(LENS) Light enhancing nano-device for surgery
Clinical Background:
Surgeons across multiple subspecialties rely on headlights to assist in visualization of dark spaces such as the oropharynx, thoracic cavity and abdominal cavity. This can be challenging for multiple reasons including obstacles and instruments in the line of sight or multiple operators not focusing on the same target. Furthermore current headlight systems can be bulky and uncomfortable to wear over prolonged periods of time.
Engineering Challenge:
The goal of this project is to design and build a prototype for a low profile nano-device to assist surgeons in illuminating difficult body cavities without the need for a headlight. This device must meet certain criteria including, but not limited to portable and rechargeable power source, ease of use, luminescence without risk of injury to tissue and reusability.

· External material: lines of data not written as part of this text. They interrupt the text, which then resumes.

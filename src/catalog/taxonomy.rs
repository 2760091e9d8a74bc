//! Project purposes and analysis objectives.
//!
//! Both are closed enumerations. External strings are parsed into them at a
//! single boundary (`FromStr`); everything past that point matches on variants.

use std::fmt;
use std::str::FromStr;

use serde::{Deserialize, Serialize};

use crate::error::AnalysisError;

/// Building-use category driving which objectives are offered.
#[derive(Debug, Clone, Copy, PartialEq, Eq, Hash, Serialize, Deserialize)]
#[serde(rename_all = "snake_case")]
pub enum Purpose {
    Office,
    Residential,
    Commercial,
    Cultural,
    Educational,
    Healthcare,
    MixedUse,
}

impl Purpose {
    /// All purposes in display order.
    pub fn all() -> &'static [Self] {
        &[
            Self::Office,
            Self::Residential,
            Self::Commercial,
            Self::Cultural,
            Self::Educational,
            Self::Healthcare,
            Self::MixedUse,
        ]
    }

    /// Human-readable label, also the value used in exported records.
    pub fn label(&self) -> &'static str {
        match self {
            Self::Office => "Office",
            Self::Residential => "Residential",
            Self::Commercial => "Commercial",
            Self::Cultural => "Cultural",
            Self::Educational => "Educational",
            Self::Healthcare => "Healthcare",
            Self::MixedUse => "Mixed Use",
        }
    }

    /// Snake-case key.
    pub fn key(&self) -> &'static str {
        match self {
            Self::Office => "office",
            Self::Residential => "residential",
            Self::Commercial => "commercial",
            Self::Cultural => "cultural",
            Self::Educational => "educational",
            Self::Healthcare => "healthcare",
            Self::MixedUse => "mixed_use",
        }
    }

    /// Objectives valid for this purpose, in display order. Never empty.
    pub fn objectives(&self) -> &'static [Objective] {
        use Objective::*;
        match self {
            Self::Office => &[
                MarketAnalysis,
                DesignGuideline,
                FeasibilityStudy,
                SpaceProgramming,
                MassStudy,
                SustainabilityStrategy,
            ],
            Self::Residential => &[MarketAnalysis, DesignGuideline, MassStudy, FeasibilityStudy],
            Self::Commercial => {
                &[MarketAnalysis, FeasibilityStudy, OperationPlanning, DesignGuideline]
            }
            Self::Cultural => &[DesignGuideline, SpaceProgramming, OperationPlanning],
            Self::Educational => &[SpaceProgramming, DesignGuideline, SustainabilityStrategy],
            Self::Healthcare => &[SpaceProgramming, OperationPlanning, FeasibilityStudy],
            Self::MixedUse => Objective::all(),
        }
    }
}

impl fmt::Display for Purpose {
    fn fmt(&self, f: &mut fmt::Formatter<'_>) -> fmt::Result {
        f.write_str(self.label())
    }
}

impl FromStr for Purpose {
    type Err = AnalysisError;

    fn from_str(s: &str) -> Result<Self, Self::Err> {
        Self::all()
            .iter()
            .copied()
            .find(|p| matches_name(s, p.label(), p.key()))
            .ok_or_else(|| AnalysisError::unknown("purpose", s))
    }
}

/// Analytical goal selectable under a purpose.
#[derive(Debug, Clone, Copy, PartialEq, Eq, Hash, Serialize, Deserialize)]
#[serde(rename_all = "snake_case")]
pub enum Objective {
    MarketAnalysis,
    DesignGuideline,
    FeasibilityStudy,
    SpaceProgramming,
    MassStudy,
    SustainabilityStrategy,
    OperationPlanning,
}

impl Objective {
    /// All objectives in display order.
    pub fn all() -> &'static [Self] {
        &[
            Self::MarketAnalysis,
            Self::DesignGuideline,
            Self::FeasibilityStudy,
            Self::SpaceProgramming,
            Self::MassStudy,
            Self::SustainabilityStrategy,
            Self::OperationPlanning,
        ]
    }

    /// Human-readable label, also the value used in exported records.
    pub fn label(&self) -> &'static str {
        match self {
            Self::MarketAnalysis => "Market Analysis",
            Self::DesignGuideline => "Design Guideline",
            Self::FeasibilityStudy => "Feasibility Study",
            Self::SpaceProgramming => "Space Programming",
            Self::MassStudy => "Mass Study",
            Self::SustainabilityStrategy => "Sustainability Strategy",
            Self::OperationPlanning => "Operation Planning",
        }
    }

    /// Snake-case key.
    pub fn key(&self) -> &'static str {
        match self {
            Self::MarketAnalysis => "market_analysis",
            Self::DesignGuideline => "design_guideline",
            Self::FeasibilityStudy => "feasibility_study",
            Self::SpaceProgramming => "space_programming",
            Self::MassStudy => "mass_study",
            Self::SustainabilityStrategy => "sustainability_strategy",
            Self::OperationPlanning => "operation_planning",
        }
    }
}

impl fmt::Display for Objective {
    fn fmt(&self, f: &mut fmt::Formatter<'_>) -> fmt::Result {
        f.write_str(self.label())
    }
}

impl FromStr for Objective {
    type Err = AnalysisError;

    fn from_str(s: &str) -> Result<Self, Self::Err> {
        Self::all()
            .iter()
            .copied()
            .find(|o| matches_name(s, o.label(), o.key()))
            .ok_or_else(|| AnalysisError::unknown("objective", s))
    }
}

/// Case-insensitive match against either the label or the key.
fn matches_name(input: &str, label: &str, key: &str) -> bool {
    let input = input.trim();
    input.eq_ignore_ascii_case(label) || input.eq_ignore_ascii_case(key)
}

It must also tolerate high temperatures used in the instrument sterilization process and be versatile enough to either be left free floating in the cavity or have a mechanism to secure it to surrounding structures or other instruments.
(BREATHS) Breathing and resuscitation energy alternative in tragic healthcare scenarios
Clinical Background:
In the wake of any major natural disaster, the effects of limited resources and power outages can greatly affect the morbidity and mortality of critically ill patients. This is particularly evident when lack of electrical power will render mechanical ventilators useless. Patients in respiratory failure will have no recourse but to have their own family members or overburdened personnel provide ventilation for hours or days on end with an artificial manual breathing unit or AMBU bag.
Engineering Challenge:
The goal of this project is to design and build a prototype for an alternative mechanical breathing apparatus for patients to be used during disasters or in austere environments. In essence this device must replace the same work a human must manually perform with an AMBU bag in an intubated critically ill patient. This device must meet certain criteria including, but not limited to: function without electricity for infinite amount of time, portable, and must adapt to existing AMBU bag devices and or endotracheal tubes. Ideally the device will use a renewable type of energy such as conversion from potential to kinetic energy.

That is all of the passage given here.